Records from a dataset
· · ·
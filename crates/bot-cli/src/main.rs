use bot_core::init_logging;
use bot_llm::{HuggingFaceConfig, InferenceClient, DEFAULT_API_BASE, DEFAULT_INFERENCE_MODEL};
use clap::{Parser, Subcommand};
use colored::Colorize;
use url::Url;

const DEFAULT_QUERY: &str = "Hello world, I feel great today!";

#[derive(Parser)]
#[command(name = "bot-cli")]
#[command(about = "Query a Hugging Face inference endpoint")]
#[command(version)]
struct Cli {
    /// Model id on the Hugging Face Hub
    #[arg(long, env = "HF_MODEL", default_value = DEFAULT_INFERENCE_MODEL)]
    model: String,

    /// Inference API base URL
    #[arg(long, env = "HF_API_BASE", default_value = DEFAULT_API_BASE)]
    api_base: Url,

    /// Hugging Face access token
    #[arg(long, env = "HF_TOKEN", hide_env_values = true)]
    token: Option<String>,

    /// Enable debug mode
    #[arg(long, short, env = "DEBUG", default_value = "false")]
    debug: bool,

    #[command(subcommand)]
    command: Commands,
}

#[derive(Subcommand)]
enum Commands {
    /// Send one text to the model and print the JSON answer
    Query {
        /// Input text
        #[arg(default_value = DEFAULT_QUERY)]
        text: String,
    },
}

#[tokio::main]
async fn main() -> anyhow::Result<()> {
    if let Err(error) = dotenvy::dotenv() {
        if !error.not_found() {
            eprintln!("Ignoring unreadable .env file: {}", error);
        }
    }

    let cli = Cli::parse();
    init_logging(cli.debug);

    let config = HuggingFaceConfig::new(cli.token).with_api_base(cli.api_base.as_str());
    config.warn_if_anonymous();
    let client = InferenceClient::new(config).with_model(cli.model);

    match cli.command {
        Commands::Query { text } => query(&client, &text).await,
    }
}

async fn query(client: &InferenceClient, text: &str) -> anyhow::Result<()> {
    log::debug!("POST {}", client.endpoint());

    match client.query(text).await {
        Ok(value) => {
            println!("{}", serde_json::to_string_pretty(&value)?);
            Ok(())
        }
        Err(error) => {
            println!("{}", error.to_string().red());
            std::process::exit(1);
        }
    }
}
· · ·
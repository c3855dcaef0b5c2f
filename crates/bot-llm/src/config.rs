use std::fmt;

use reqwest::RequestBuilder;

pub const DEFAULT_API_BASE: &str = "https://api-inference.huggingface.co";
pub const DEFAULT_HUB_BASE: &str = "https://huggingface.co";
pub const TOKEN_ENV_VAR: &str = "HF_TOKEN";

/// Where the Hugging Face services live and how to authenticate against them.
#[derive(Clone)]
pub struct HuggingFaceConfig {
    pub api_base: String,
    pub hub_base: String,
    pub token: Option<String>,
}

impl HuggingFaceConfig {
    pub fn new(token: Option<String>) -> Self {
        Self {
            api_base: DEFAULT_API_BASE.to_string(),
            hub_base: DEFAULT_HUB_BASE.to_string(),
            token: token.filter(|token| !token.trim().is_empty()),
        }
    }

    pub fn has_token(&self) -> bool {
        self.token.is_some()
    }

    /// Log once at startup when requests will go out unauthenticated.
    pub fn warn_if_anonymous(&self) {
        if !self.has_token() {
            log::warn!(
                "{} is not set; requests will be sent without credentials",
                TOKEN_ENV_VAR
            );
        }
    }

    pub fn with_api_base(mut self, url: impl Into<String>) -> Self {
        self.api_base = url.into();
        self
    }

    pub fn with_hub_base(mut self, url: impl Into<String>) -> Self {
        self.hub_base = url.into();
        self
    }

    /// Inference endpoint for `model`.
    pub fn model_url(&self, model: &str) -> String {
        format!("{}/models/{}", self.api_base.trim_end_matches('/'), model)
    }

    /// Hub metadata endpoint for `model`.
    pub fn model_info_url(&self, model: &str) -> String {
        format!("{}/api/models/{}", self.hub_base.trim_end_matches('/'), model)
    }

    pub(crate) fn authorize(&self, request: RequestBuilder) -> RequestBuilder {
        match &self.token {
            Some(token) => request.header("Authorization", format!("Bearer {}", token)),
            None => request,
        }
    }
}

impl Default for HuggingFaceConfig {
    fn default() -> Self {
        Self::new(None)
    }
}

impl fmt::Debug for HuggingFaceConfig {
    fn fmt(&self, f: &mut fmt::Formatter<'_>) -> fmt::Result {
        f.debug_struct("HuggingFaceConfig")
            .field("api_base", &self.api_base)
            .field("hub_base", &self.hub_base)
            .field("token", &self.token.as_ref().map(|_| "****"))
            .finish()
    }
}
· · ·
● **PROBLEM**
Determine the number of lines in the entries that hold the string "main"; write that number and nothing else.

● **FINISHED TASK**
3